Il primo nome forse non dice molto a coloro che si sono appassionati al baseball solo di recente, ma è storico e detiene un record non invidiabile.

Steve Chilcott, C – N. 1 assoluto – New York Mets 1966

Chilcott fu la prima scelta assoluta del secondo draft della storia (il primo fu nel 1965 con Rick Monday prima scelta). Era un ricevitore californiano di diciotto anni, appena uscito dal liceo, ed una delle due possibili prime scelte considerate dai newyorchesi. L’altra? Tale Reggie Jackson, futuro Hall of Famer, finito ai Kansas City Athletics con la numero 2.

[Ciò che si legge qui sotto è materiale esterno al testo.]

//! Game of Life over the hexasphere tile graph
//!
//! States are immutable values. Each step reads a frozen snapshot of the
//! current live set and the fixed topology, evaluates contiguous segments of
//! tiles in parallel, and unions the segment results into the next live set.

mod rule;
mod state;

pub use rule::{GenerationRule, LifeRule};
pub use state::{
    default_segment_count, initial_state, segment_ranges, Generations, SimulationState,
};

use std::collections::BTreeSet;

/// IDs of live cells, kept sorted so iteration order is deterministic
pub type LiveSet = BTreeSet<usize>;
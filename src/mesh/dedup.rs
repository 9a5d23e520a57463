//! Point deduplication keyed on quantized coordinates
//!
//! Two adjacent icosahedron faces interpolate their shared edge independently,
//! and not always in the same direction, so the "same" point can come out a
//! few ulps apart. Points are bucketed on a grid whose cell size equals the
//! tolerance; a lookup probes the 27 cells around the query so a match is
//! found even when the two copies straddle a cell boundary.

use glam::DVec3;
use std::collections::HashMap;

/// Distance, in icosahedron units, below which two points are the same point
///
/// The closest distinct points at the maximum division count are several
/// units apart, while interpolation drift stays around 1e-12.
pub const DEDUP_TOLERANCE: f64 = 1e-6;

type CellKey = [i64; 3];

/// Arena of unique mesh points; a point's ID is its index
#[derive(Debug, Clone)]
pub struct PointRegistry {
    tolerance: f64,
    positions: Vec<DVec3>,
    cells: HashMap<CellKey, Vec<usize>>,
}

impl PointRegistry {
    /// Create an empty registry with the given merge tolerance
    pub fn new(tolerance: f64) -> Self {
        Self {
            tolerance,
            positions: Vec::new(),
            cells: HashMap::new(),
        }
    }

    /// Create an empty registry with room for `capacity` points
    pub fn with_capacity(tolerance: f64, capacity: usize) -> Self {
        Self {
            tolerance,
            positions: Vec::with_capacity(capacity),
            cells: HashMap::with_capacity(capacity),
        }
    }

    fn cell_of(&self, position: DVec3) -> CellKey {
        let scaled = position / self.tolerance;
        [
            scaled.x.floor() as i64,
            scaled.y.floor() as i64,
            scaled.z.floor() as i64,
        ]
    }

    /// Find an existing point within tolerance of `position`
    pub fn find(&self, position: DVec3) -> Option<usize> {
        let [cx, cy, cz] = self.cell_of(position);
        let tolerance_sq = self.tolerance * self.tolerance;

        for dx in -1..=1 {
            for dy in -1..=1 {
                for dz in -1..=1 {
                    let Some(ids) = self.cells.get(&[cx + dx, cy + dy, cz + dz]) else {
                        continue;
                    };
                    if let Some(&id) = ids
                        .iter()
                        .find(|&&id| self.positions[id].distance_squared(position) <= tolerance_sq)
                    {
                        return Some(id);
                    }
                }
            }
        }
        None
    }

    /// Return the ID of the point at `position`, creating it if it does not exist yet
    pub fn find_or_insert(&mut self, position: DVec3) -> usize {
        if let Some(id) = self.find(position) {
            return id;
        }

        let id = self.positions.len();
        self.positions.push(position);
        let key = self.cell_of(position);
        self.cells.entry(key).or_default().push(id);
        id
    }

    /// Position of a registered point
    #[inline]
    pub fn position(&self, id: usize) -> DVec3 {
        self.positions[id]
    }

    /// Number of unique points
    #[inline]
    pub fn len(&self) -> usize {
        self.positions.len()
    }

    /// Check if no points have been registered
    #[inline]
    pub fn is_empty(&self) -> bool {
        self.positions.is_empty()
    }

    /// Consume the registry, keeping positions in ID order
    pub fn into_positions(self) -> Vec<DVec3> {
        self.positions
    }
}
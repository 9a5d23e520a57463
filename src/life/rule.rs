//! Generation rules
//!
//! A rule decides whether a cell is alive in the next generation, looking
//! only at the current live set. Rules run on many threads at once, so they
//! must be `Send + Sync` and must not keep state between calls.

#[cfg(feature = "serde")]
use serde::{Deserialize, Serialize};

use super::LiveSet;

/// Decides a cell's liveness in the next generation
pub trait GenerationRule: Send + Sync {
    /// `true` if `cell` is alive in the next generation
    ///
    /// `neighbors` are the cell's neighbor IDs and `live` is the frozen
    /// current generation.
    fn next_alive(&self, cell: usize, neighbors: &[usize], live: &LiveSet) -> bool;
}

impl<F> GenerationRule for F
where
    F: Fn(usize, &[usize], &LiveSet) -> bool + Send + Sync,
{
    #[inline]
    fn next_alive(&self, cell: usize, neighbors: &[usize], live: &LiveSet) -> bool {
        self(cell, neighbors, live)
    }
}

/// Count-based Life rule for a hexasphere
///
/// The count is 1 if the cell itself is alive plus the number of live
/// neighbors. The cell lives in the next generation when the count lies
/// strictly inside the band for its shape: `low < count < high`.
///
/// The default bands are `(2, 5)` for pentagons (alive at 3 or 4) and
/// `(2, 6)` for hexagons (alive at 3, 4 or 5).
///
/// # Example
///
/// ```
/// use hexasphere_life::*;
///
/// let rule = LifeRule::default();
/// let live: LiveSet = [0, 1, 2].into_iter().collect();
///
/// // Hexagon cell 0: itself + two live neighbors = 3
/// assert!(rule.next_alive(0, &[1, 2, 3, 4, 5, 6], &live));
/// // Pentagon cell 9: two live neighbors, not itself = 2
/// assert!(!rule.next_alive(9, &[1, 2, 3, 4, 5], &live));
/// ```
#[cfg_attr(feature = "serde", derive(Serialize, Deserialize))]
#[derive(Debug, Clone, Copy, PartialEq, Eq)]
pub struct LifeRule {
    /// Exclusive `(low, high)` band for cells with 5 neighbors
    pub pentagon: (usize, usize),
    /// Exclusive `(low, high)` band for every other cell
    pub hexagon: (usize, usize),
}

impl LifeRule {
    /// Create a rule with explicit bands
    pub fn new(pentagon: (usize, usize), hexagon: (usize, usize)) -> Self {
        Self { pentagon, hexagon }
    }

    /// Self-plus-live-neighbors count for a cell
    pub fn live_count(cell: usize, neighbors: &[usize], live: &LiveSet) -> usize {
        let own = usize::from(live.contains(&cell));
        own + neighbors.iter().filter(|n| live.contains(n)).count()
    }
}

impl Default for LifeRule {
    fn default() -> Self {
        Self {
            pentagon: (2, 5),
            hexagon: (2, 6),
        }
    }
}

impl GenerationRule for LifeRule {
    fn next_alive(&self, cell: usize, neighbors: &[usize], live: &LiveSet) -> bool {
        let count = Self::live_count(cell, neighbors, live);
        let (low, high) = if neighbors.len() == 5 {
            self.pentagon
        } else {
            self.hexagon
        };
        count > low && count < high
    }
}

#[cfg(test)]
mod tests {
    use super::*;

    const PENTAGON: [usize; 5] = [1, 2, 3, 4, 5];
    const HEXAGON: [usize; 6] = [1, 2, 3, 4, 5, 6];

    /// Live set holding the first `live_neighbors` neighbors, plus the cell itself if asked
    fn live_set(neighbors: &[usize], live_neighbors: usize, self_alive: bool) -> LiveSet {
        let mut live: LiveSet = neighbors[..live_neighbors].iter().copied().collect();
        if self_alive {
            live.insert(0);
        }
        live
    }

    #[test]
    fn test_pentagon_band() {
        let rule = LifeRule::default();
        // (live neighbors, self alive) → count
        let cases = [
            (2, false, false), // 2
            (1, true, false),  // 2
            (3, false, true),  // 3
            (2, true, true),   // 3
            (4, false, true),  // 4
            (3, true, true),   // 4
            (5, false, false), // 5
            (4, true, false),  // 5
            (5, true, false),  // 6
        ];
        for (n, self_alive, expected) in cases {
            let live = live_set(&PENTAGON, n, self_alive);
            assert_eq!(
                rule.next_alive(0, &PENTAGON, &live),
                expected,
                "pentagon with {} live neighbors, self alive {}",
                n,
                self_alive
            );
        }
    }

    #[test]
    fn test_hexagon_band() {
        let rule = LifeRule::default();
        for count in 0..=7usize {
            let self_alive = count > 0;
            let live = live_set(&HEXAGON, count.saturating_sub(1), self_alive);
            assert_eq!(LifeRule::live_count(0, &HEXAGON, &live), count);
            assert_eq!(
                rule.next_alive(0, &HEXAGON, &live),
                (3..=5).contains(&count),
                "hexagon count {}",
                count
            );
        }
    }

    #[test]
    fn test_lonely_cell_dies() {
        let live: LiveSet = [0].into_iter().collect();
        assert!(!LifeRule::default().next_alive(0, &PENTAGON, &live));
    }

    #[test]
    fn test_custom_band() {
        let rule = LifeRule::new((0, 2), (0, 2));
        let live: LiveSet = [0].into_iter().collect();
        assert!(rule.next_alive(0, &HEXAGON, &live));
        assert!(!rule.next_alive(0, &HEXAGON, &LiveSet::new()));
    }

    #[test]
    fn test_closure_is_a_rule() {
        let always = |_: usize, _: &[usize], _: &LiveSet| true;
        assert!(always.next_alive(0, &[], &LiveSet::new()));
    }
}
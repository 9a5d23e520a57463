//! Vector helpers and geographic coordinates
//!
//! Points are plain `glam::DVec3` values. The helpers here add the few sphere
//! operations the mesh needs on top of what glam already provides
//! (`length`, `distance`, `distance_squared`).

use glam::DVec3;

#[cfg(feature = "serde")]
use serde::{Deserialize, Serialize};

/// Push `v` out (or in) along its own direction so it sits on a sphere of `radius`,
/// then scale by `percent` clamped to `[0, 1]`
///
/// A zero vector has no direction and is returned unchanged.
#[inline]
pub fn project_to_radius(v: DVec3, radius: f64, percent: f64) -> DVec3 {
    let length = v.length();
    if length == 0.0 {
        return v;
    }
    let percent = percent.clamp(0.0, 1.0);
    v * (radius / length * percent)
}

/// Centroid of a triangle
#[inline]
pub fn centroid(a: DVec3, b: DVec3, c: DVec3) -> DVec3 {
    (a + b + c) / 3.0
}

/// Linear blend between `from` (at 0.0) and `to` (at 1.0)
#[inline]
pub fn blend(from: DVec3, to: DVec3, t: f64) -> DVec3 {
    from * (1.0 - t) + to * t
}

/// Split the segment `a → b` into `count` equal steps
///
/// Returns `count + 1` positions: `a`, the interior steps, then `b`. The end
/// points are copied through untouched so they compare equal to their sources.
pub fn subdivide_segment(a: DVec3, b: DVec3, count: usize) -> Vec<DVec3> {
    let mut segment = Vec::with_capacity(count + 1);
    segment.push(a);
    for i in 1..count {
        segment.push(blend(a, b, i as f64 / count as f64));
    }
    if count > 0 {
        segment.push(b);
    }
    segment
}

/// Unit normal of the plane through three points, following the right-hand rule
#[inline]
pub fn plane_normal(a: DVec3, b: DVec3, c: DVec3) -> DVec3 {
    (b - a).cross(c - a).normalize_or_zero()
}

/// Latitude/longitude of a point on the sphere, in degrees
///
/// `+y` is the north pole. Longitude zero faces `+z` and increases toward `+x`.
#[cfg_attr(feature = "serde", derive(Serialize, Deserialize))]
#[derive(Debug, Clone, Copy, PartialEq)]
pub struct GeoCoordinate {
    /// Degrees north of the equator, in `[-90, 90]`
    pub latitude: f64,
    /// Degrees east of the prime meridian, in `[-180, 180)`
    pub longitude: f64,
}

impl GeoCoordinate {
    /// Create a coordinate from explicit degrees
    pub fn new(latitude: f64, longitude: f64) -> Self {
        Self {
            latitude,
            longitude,
        }
    }

    /// Convert a position to latitude/longitude
    ///
    /// The polar angle is measured from `+y`; the azimuth is `atan2(x, z)`.
    /// Only the direction of `position` matters.
    pub fn from_position(position: DVec3) -> Self {
        let length = position.length();
        if length == 0.0 {
            return Self::new(0.0, 0.0);
        }

        let polar = (position.y / length).clamp(-1.0, 1.0).acos();
        let azimuth = position.x.atan2(position.z);

        let latitude = 90.0 - polar.to_degrees();
        let longitude = (azimuth.to_degrees() + 180.0).rem_euclid(360.0) - 180.0;

        Self::new(latitude, longitude)
    }

    /// Unit vector pointing at this coordinate (inverse of `from_position`)
    pub fn to_unit_vector(self) -> DVec3 {
        let polar = (90.0 - self.latitude).to_radians();
        let azimuth = self.longitude.to_radians();
        DVec3::new(
            polar.sin() * azimuth.sin(),
            polar.cos(),
            polar.sin() * azimuth.cos(),
        )
    }
}
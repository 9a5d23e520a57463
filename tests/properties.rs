//! Property tests over built hexaspheres

use hexasphere_life::*;
use proptest::prelude::*;
use std::sync::{Arc, OnceLock};

/// Shared 92-tile topology (3 divisions); building it per case is wasted work
fn small_sphere() -> Arc<Hexasphere> {
    static SPHERE: OnceLock<Arc<Hexasphere>> = OnceLock::new();
    Arc::clone(SPHERE.get_or_init(|| {
        Arc::new(Hexasphere::build(HexasphereConfig::new(1.0, 3, 1.0).unwrap()).unwrap())
    }))
}

proptest! {
    #![proptest_config(ProptestConfig::with_cases(64))]

    #[test]
    fn next_state_ignores_segment_count(
        alive in proptest::collection::vec(any::<bool>(), 92),
        segments in 1usize..=92,
    ) {
        let sphere = small_sphere();
        let live: LiveSet = alive
            .iter()
            .enumerate()
            .filter(|(_, &a)| a)
            .map(|(id, _)| id)
            .collect();
        let state = initial_state(sphere, live).unwrap();

        let single = state.next_state_with_segments(1);
        let split = state.next_state_with_segments(segments);
        prop_assert_eq!(single.live_cells(), split.live_cells());
        prop_assert_eq!(single.generation(), split.generation());
    }

    #[test]
    fn two_steps_ignore_segment_count(seed in any::<u64>(), density in 0.0f64..=1.0) {
        let sphere = small_sphere();
        let live = random_live_set(&sphere, density, seed);
        let state = initial_state(sphere, live).unwrap();

        let a = state.next_state_with_segments(1).next_state_with_segments(92);
        let b = state.next_state().next_state();
        prop_assert_eq!(a.live_cells(), b.live_cells());
    }
}

proptest! {
    #![proptest_config(ProptestConfig::with_cases(8))]

    #[test]
    fn topology_laws_hold(divisions in 1usize..=10, radius in 0.1f64..1000.0, hex_size in 0.05f64..=1.0) {
        let config = HexasphereConfig::new(radius, divisions, hex_size).unwrap();
        let sphere = Hexasphere::build(config).unwrap();

        prop_assert_eq!(sphere.tile_count(), expected_tile_count(divisions));
        prop_assert_eq!(sphere.pentagon_count(), 12);
        prop_assert!(sphere.neighbor_map().is_symmetric());

        for tile in sphere.tiles() {
            prop_assert_eq!(tile.neighbor_count(), tile.vertex_count());
            prop_assert!((tile.centre.length() - radius).abs() < 1e-9 * radius);
            for v in &tile.boundary {
                prop_assert!((v.length() - radius).abs() < 1e-9 * radius);
            }
        }
    }
}
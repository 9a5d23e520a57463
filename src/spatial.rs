//! Spatial indexing over tile centres
//!
//! Backs both neighbor resolution during construction and position-to-tile
//! lookups afterwards.

use glam::DVec3;
use kiddo::immutable::float::kdtree::ImmutableKdTree;
use kiddo::SquaredEuclidean;
use std::num::NonZeroUsize;

/// Wrapper around KD-tree for spatial queries
///
/// # Performance
///
/// - Construction: O(n log n)
/// - Nearest query: O(log n)
/// - k-nearest query: O(k log n)
#[derive(Clone)]
pub struct SpatialIndex {
    tree: ImmutableKdTree<f64, usize, 3, 32>,
    len: usize,
}

impl SpatialIndex {
    /// Build spatial index from tile centres
    ///
    /// # Arguments
    ///
    /// * `centres` - Tile centres in tile ID order
    ///
    /// # Returns
    ///
    /// An index whose query results are positions in `centres`, which are the
    /// tile IDs when the slice is in tile order.
    ///
    /// # Example
    ///
    /// ```
    /// use hexasphere_life::{DVec3, SpatialIndex};
    ///
    /// let centres = vec![
    ///     DVec3::new(1.0, 0.0, 0.0),
    ///     DVec3::new(0.0, 1.0, 0.0),
    ///     DVec3::new(0.0, 0.0, 1.0),
    /// ];
    ///
    /// let index = SpatialIndex::new(&centres);
    /// let tile_id = index.find_nearest(DVec3::new(1.0, 0.1, 0.0));
    /// assert_eq!(tile_id, 0); // Closest to first centre
    /// ```
    pub fn new(centres: &[DVec3]) -> Self {
        let points: Vec<[f64; 3]> = centres.iter().map(|c| c.to_array()).collect();

        Self {
            tree: ImmutableKdTree::new_from_slice(&points),
            len: points.len(),
        }
    }

    /// Number of indexed centres
    #[inline]
    pub fn len(&self) -> usize {
        self.len
    }

    /// Check if the index is empty
    #[inline]
    pub fn is_empty(&self) -> bool {
        self.len == 0
    }

    /// Find the index of the centre nearest to a position
    pub fn find_nearest(&self, position: DVec3) -> usize {
        let result = self.tree.nearest_one::<SquaredEuclidean>(&position.to_array());
        result.item
    }

    /// Find the `count` centres nearest to a position, closest first
    ///
    /// Returns fewer than `count` items only when the index holds fewer centres.
    pub fn nearest_n(&self, position: DVec3, count: usize) -> Vec<usize> {
        let Some(count) = NonZeroUsize::new(count) else {
            return Vec::new();
        };
        self.tree
            .nearest_n::<SquaredEuclidean>(&position.to_array(), count)
            .into_iter()
            .map(|neighbour| neighbour.item)
            .collect()
    }
}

Uno dei più grandi errori della storia, si potrebbe dire, anche se sarebbe lievemente ingeneroso: Chilcott non era un giocatore totalmente disastroso, ma la sua carriera (quando già era ampiamente una delusione, comunque) terminò dopo sole 6 stagioni di minor league. Detto questo, dopo un primo anno negativo, ebbe una buona stagione nei Winter Haven Mets, una squadra di A esistita solo nel 1967, con la quale battè .290/.370/.467, cifre rispettabili per un ricevitore (anche se era difensivamente inadeguato). Quell’anno giocò con Ken Singleton e Nolan Ryan, tra i giocatori diventati successivamente famosi. Nel 1970 arrivò brevemente in AAA, ma la sua stella era sbiadita e le sue cifre inguardabili. Dopo essere tornato in A+ ebbe la sua seconda ed ultima stagione decente con OPS attorno ad .800 a Visalia prima di essere scaricato dai Mets. Ci provò ancora con gli Yankees (sempre nelle minors però), giocando anche in prima base, ma la sua carriera terminò dopo vari infortuni e prestazioni sempre più deludenti.

Chilcott, più di 40 anni dopo, rimane l’unico position player mai scelto come primo assoluto che non sia arrivato a giocare in MLB (considerando i giocatori ritirati), ed uno dei due totali.